Exercise -> Among the lines of data below, reproduce only those from the one with "let w = rise.min(fall);" through the one with "Write the mel", exactly as they stand, both ends included.

Recorded data ->
>>>>

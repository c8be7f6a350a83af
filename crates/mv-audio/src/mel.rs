//! Slaney-style mel filterbank.
//!
//! Triangular filters spaced evenly on the Slaney mel scale (linear below
//! 1 kHz, logarithmic above), area-normalized so that each band measures
//! energy per Hz.

const F_SP: f32 = 200.0 / 3.0;
const MIN_LOG_HZ: f32 = 1000.0;
const MIN_LOG_MEL: f32 = MIN_LOG_HZ / F_SP;

fn log_step() -> f32 {
    6.4f32.ln() / 27.0
}

/// Hz → mel on the Slaney scale.
///
/// # Example
/// ```
/// use mv_audio::mel::{hz_to_mel, mel_to_hz};
/// assert!((hz_to_mel(1000.0) - 15.0).abs() < 1e-4);
/// assert!((mel_to_hz(hz_to_mel(4000.0)) - 4000.0).abs() < 0.5);
/// ```
#[must_use]
pub fn hz_to_mel(hz: f32) -> f32 {
    if hz >= MIN_LOG_HZ {
        MIN_LOG_MEL + (hz / MIN_LOG_HZ).ln() / log_step()
    } else {
        hz / F_SP
    }
}

/// Mel → Hz on the Slaney scale.
#[must_use]
pub fn mel_to_hz(mel: f32) -> f32 {
    if mel >= MIN_LOG_MEL {
        MIN_LOG_HZ * (log_step() * (mel - MIN_LOG_MEL)).exp()
    } else {
        mel * F_SP
    }
}

/// One triangular filter, stored sparsely from its first non-zero bin.
struct Band {
    start: usize,
    weights: Vec<f32>,
}

/// Projects power spectra onto mel bands.
///
/// # Example
/// ```
/// use mv_audio::mel::MelFilterbank;
/// let bank = MelFilterbank::new(22050, 2048, 128);
/// assert_eq!(bank.n_mels(), 128);
/// ```
pub struct MelFilterbank {
    bands: Vec<Band>,
    n_bins: usize,
}

impl MelFilterbank {
    /// Build `n_mels` filters covering 0 Hz to Nyquist for an `n_fft`-point FFT.
    #[must_use]
    pub fn new(sample_rate: u32, n_fft: usize, n_mels: usize) -> Self {
        let n_bins = n_fft / 2 + 1;
        let nyquist = sample_rate as f32 / 2.0;

        let mel_max = hz_to_mel(nyquist);
        let edges: Vec<f32> = (0..n_mels + 2)
            .map(|i| mel_to_hz(mel_max * i as f32 / (n_mels + 1) as f32))
            .collect();

        let bin_hz = sample_rate as f32 / n_fft as f32;

        let bands = edges
            .windows(3)
            .map(|w| {
                let (lo, centre, hi) = (w[0], w[1], w[2]);
                let enorm = 2.0 / (hi - lo).max(f32::EPSILON);
                let weights: Vec<(usize, f32)> = (0..n_bins)
                    .filter_map(|k| {
                        let f = k as f32 * bin_hz;
                        let rise = (f - lo) / (centre - lo).max(f32::EPSILON);
                        let fall = (hi - f) / (hi - centre).max(f32::EPSILON);
                        let w = rise.min(fall);
                        (w > 0.0).then_some((k, w * enorm))
                    })
                    .collect();
                Band {
                    start: weights.first().map_or(0, |&(k, _)| k),
                    weights: weights.into_iter().map(|(_, w)| w).collect(),
                }
            })
            .collect();

        Self { bands, n_bins }
    }

    /// Number of mel bands.
    #[must_use]
    pub fn n_mels(&self) -> usize {
        self.bands.len()
    }

    /// Spectrum length this bank expects.
    #[must_use]
    pub fn n_bins(&self) -> usize {
        self.n_bins
    }

    /// Write the mel power of `power` (length [`n_bins`](Self::n_bins)) into `out`.
    pub fn apply(&self, power: &[f32], out: &mut [f32]) {
        for (slot, band) in out.iter_mut().zip(&self.bands) {
            *slot = power
                .iter()
                .skip(band.start)
                .zip(&band.weights)
                .map(|(p, w)| p * w)
                .sum();
        }
    }
}

#[cfg(test)]
mod tests {
    use super::*;

    #[test]
    fn scale_is_linear_below_one_khz() {
        assert!((hz_to_mel(200.0) - 3.0).abs() < 1e-4);
        assert!((mel_to_hz(3.0) - 200.0).abs() < 1e-3);
    }

    #[test]
    fn every_band_has_weight_at_default_resolution() {
        let bank = MelFilterbank::new(22050, 2048, 128);
        assert!(bank.bands.iter().all(|b| !b.weights.is_empty()));
    }

    #[test]
    fn band_energy_follows_frequency() {
        let bank = MelFilterbank::new(22050, 2048, 40);
        let mut power = vec![0.0f32; bank.n_bins()];
        // 4 kHz tone
        power[(4000.0f32 / (22050.0 / 2048.0)).round() as usize] = 1.0;
        let mut mel = vec![0.0f32; bank.n_mels()];
        bank.apply(&power, &mut mel);

        let hot: Vec<usize> = mel
            .iter()
            .enumerate()
            .filter(|(_, v)| **v > 0.0)
            .map(|(i, _)| i)
            .collect();
        assert!(!hot.is_empty() && hot.len() <= 2);
        let centre_hz = mel_to_hz(hz_to_mel(11025.0) * (hot[0] + 1) as f32 / 41.0);
        assert!((centre_hz - 4000.0).abs() < 600.0);
    }
}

<<<<

Reply to the task ->
                        let w = rise.min(fall);
                        (w > 0.0).then_some((k, w * enorm))
                    })
                    .collect();
                Band {
                    start: weights.first().map_or(0, |&(k, _)| k),
                    weights: weights.into_iter().map(|(_, w)| w).collect(),
                }
            })
            .collect();

        Self { bands, n_bins }
    }

    /// Number of mel bands.
    #[must_use]
    pub fn n_mels(&self) -> usize {
        self.bands.len()
    }

    /// Spectrum length this bank expects.
    #[must_use]
    pub fn n_bins(&self) -> usize {
        self.n_bins
    }

    /// Write the mel power of `power` (length [`n_bins`](Self::n_bins)) into `out`.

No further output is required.